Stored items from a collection
[Start of Attachment]
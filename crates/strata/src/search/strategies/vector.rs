//! Semantic similarity through an embedding provider and a vector store

use std::sync::Arc;

use async_trait::async_trait;

use crate::clock::{SharedClock, system_clock};
use crate::embedding::EmbeddingProvider;
use crate::error::{Result, StrataError};
use crate::memory::types::ScoredResult;
use crate::search::{SearchStrategy, is_wildcard, wildcard_results};
use crate::storage::{MemoryFilter, MemoryStorage, VectorStore};

/// Neighbours fetched per requested result, leaving room for hits the
/// filter rejects afterwards
const OVERSAMPLE: usize = 4;

pub struct VectorStrategy {
    embedder: Arc<dyn EmbeddingProvider>,
    vectors: Arc<dyn VectorStore>,
    storage: Arc<dyn MemoryStorage>,
    threshold: Option<f64>,
    clock: SharedClock,
}

impl VectorStrategy {
    pub fn new(
        embedder: Arc<dyn EmbeddingProvider>,
        vectors: Arc<dyn VectorStore>,
        storage: Arc<dyn MemoryStorage>,
    ) -> Self {
        Self {
            embedder,
            vectors,
            storage,
            threshold: None,
            clock: system_clock(),
        }
    }

    /// Drop hits with cosine similarity below `threshold`
    pub fn with_threshold(mut self, threshold: f64) -> Self {
        self.threshold = Some(threshold);
        self
    }

    pub fn with_clock(mut self, clock: SharedClock) -> Self {
        self.clock = clock;
        self
    }
}

#[async_trait]
impl SearchStrategy for VectorStrategy {
    async fn search(
        &self,
        query: &str,
        tenant_id: &str,
        filter: &MemoryFilter,
        limit: usize,
    ) -> Result<Vec<ScoredResult>> {
        let now = self.clock.now();
        if is_wildcard(query) {
            return wildcard_results(self.storage.as_ref(), tenant_id, filter, now, limit).await;
        }

        let embedding = self
            .embedder
            .embed_text(query)
            .await
            .map_err(|e| StrataError::backend(self.embedder.name(), e.to_string()))?;

        let fetch = limit.saturating_mul(OVERSAMPLE);
        let layer = filter.single_layer();
        let hits = match &filter.tags {
            Some(tags) if !tags.is_empty() => {
                self.vectors
                    .search_similar_tagged(&embedding, tenant_id, layer, self.threshold, tags, fetch)
                    .await?
            }
            _ => {
                self.vectors
                    .search_similar(&embedding, tenant_id, layer, self.threshold, fetch)
                    .await?
            }
        };

        let mut results = Vec::with_capacity(limit.min(hits.len()));
        for hit in hits {
            if results.len() == limit {
                break;
            }
            let Some(item) = self.storage.get(hit.memory_id, tenant_id).await? else {
                continue;
            };
            if filter.matches(&item) && !item.is_expired(now) {
                results.push(hit);
            }
        }
        Ok(results)
    }

    fn name(&self) -> &'static str {
        "vector"
    }
}

#[cfg(test)]
mod tests {
    use super::*;
    use crate::embedding::HashingEmbedder;
    use crate::memory::types::{MemoryItem, MemoryLayer};
    use crate::storage::InMemoryStorage;
    use crate::testing::FailingEmbedder;
    use chrono::Utc;

    async fn create_test_strategy() -> (VectorStrategy, Vec<MemoryItem>) {
        let storage = Arc::new(InMemoryStorage::new());
        let embedder = Arc::new(HashingEmbedder::new(1024).unwrap());
        let mut items = Vec::new();
        for (content, layer, agent) in [
            ("rust ownership and borrowing", MemoryLayer::Semantic, "a"),
            ("rust async runtimes", MemoryLayer::Episodic, "a"),
            ("sourdough starter feeding", MemoryLayer::Semantic, "a"),
            ("rust ownership rules", MemoryLayer::Semantic, "b"),
        ] {
            let mut item = MemoryItem::new("t", agent, content, layer, 0.5, Utc::now()).unwrap();
            item.embedding = Some(embedder.embed(content));
            storage.store(item.clone()).await.unwrap();
            items.push(item);
        }
        let strategy = VectorStrategy::new(embedder, storage.clone(), storage);
        (strategy, items)
    }

    #[tokio::test]
    async fn test_ranks_by_similarity() {
        let (strategy, items) = create_test_strategy().await;
        let results = strategy
            .with_threshold(0.1)
            .search("rust ownership", "t", &MemoryFilter::new(), 10)
            .await
            .unwrap();
        let top: Vec<_> = results.iter().take(2).map(|r| r.memory_id).collect();
        assert!(top.contains(&items[0].id));
        assert!(top.contains(&items[3].id));
        assert!(results.windows(2).all(|w| w[0].score >= w[1].score));
    }

    #[tokio::test]
    async fn test_filter_applies_after_vector_search() {
        let (strategy, items) = create_test_strategy().await;
        let filter = MemoryFilter::new()
            .with_agent("a")
            .with_layer(MemoryLayer::Semantic);
        let results = strategy.search("rust ownership", "t", &filter, 10).await.unwrap();
        assert!(results.iter().all(|r| r.memory_id != items[3].id));
        assert!(results.iter().all(|r| r.memory_id != items[1].id));
        assert_eq!(results[0].memory_id, items[0].id);
    }

    #[tokio::test]
    async fn test_wildcard() {
        let (strategy, _) = create_test_strategy().await;
        let results = strategy.search("*", "t", &MemoryFilter::new(), 10).await.unwrap();
        assert_eq!(results.len(), 4);
    }

    #[tokio::test]
    async fn test_embedder_failure_is_backend_unavailable() {
        let storage = Arc::new(InMemoryStorage::new());
        let strategy =
            VectorStrategy::new(Arc::new(FailingEmbedder::new(8)), storage.clone(), storage);
        let err = strategy
            .search("anything", "t", &MemoryFilter::new(), 5)
            .await
            .unwrap_err();
        assert!(err.is_degradable());
    }
}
[End of Attachment]
■ TASK ITEM
Bring together all lines in the records where the word "VectorStrategy" is found.

■ OUTPUT FOR THIS TASK
pub struct VectorStrategy {
impl VectorStrategy {
impl SearchStrategy for VectorStrategy {
    async fn create_test_strategy() -> (VectorStrategy, Vec<MemoryItem>) {
        let strategy = VectorStrategy::new(embedder, storage.clone(), storage);
            VectorStrategy::new(Arc::new(FailingEmbedder::new(8)), storage.clone(), storage);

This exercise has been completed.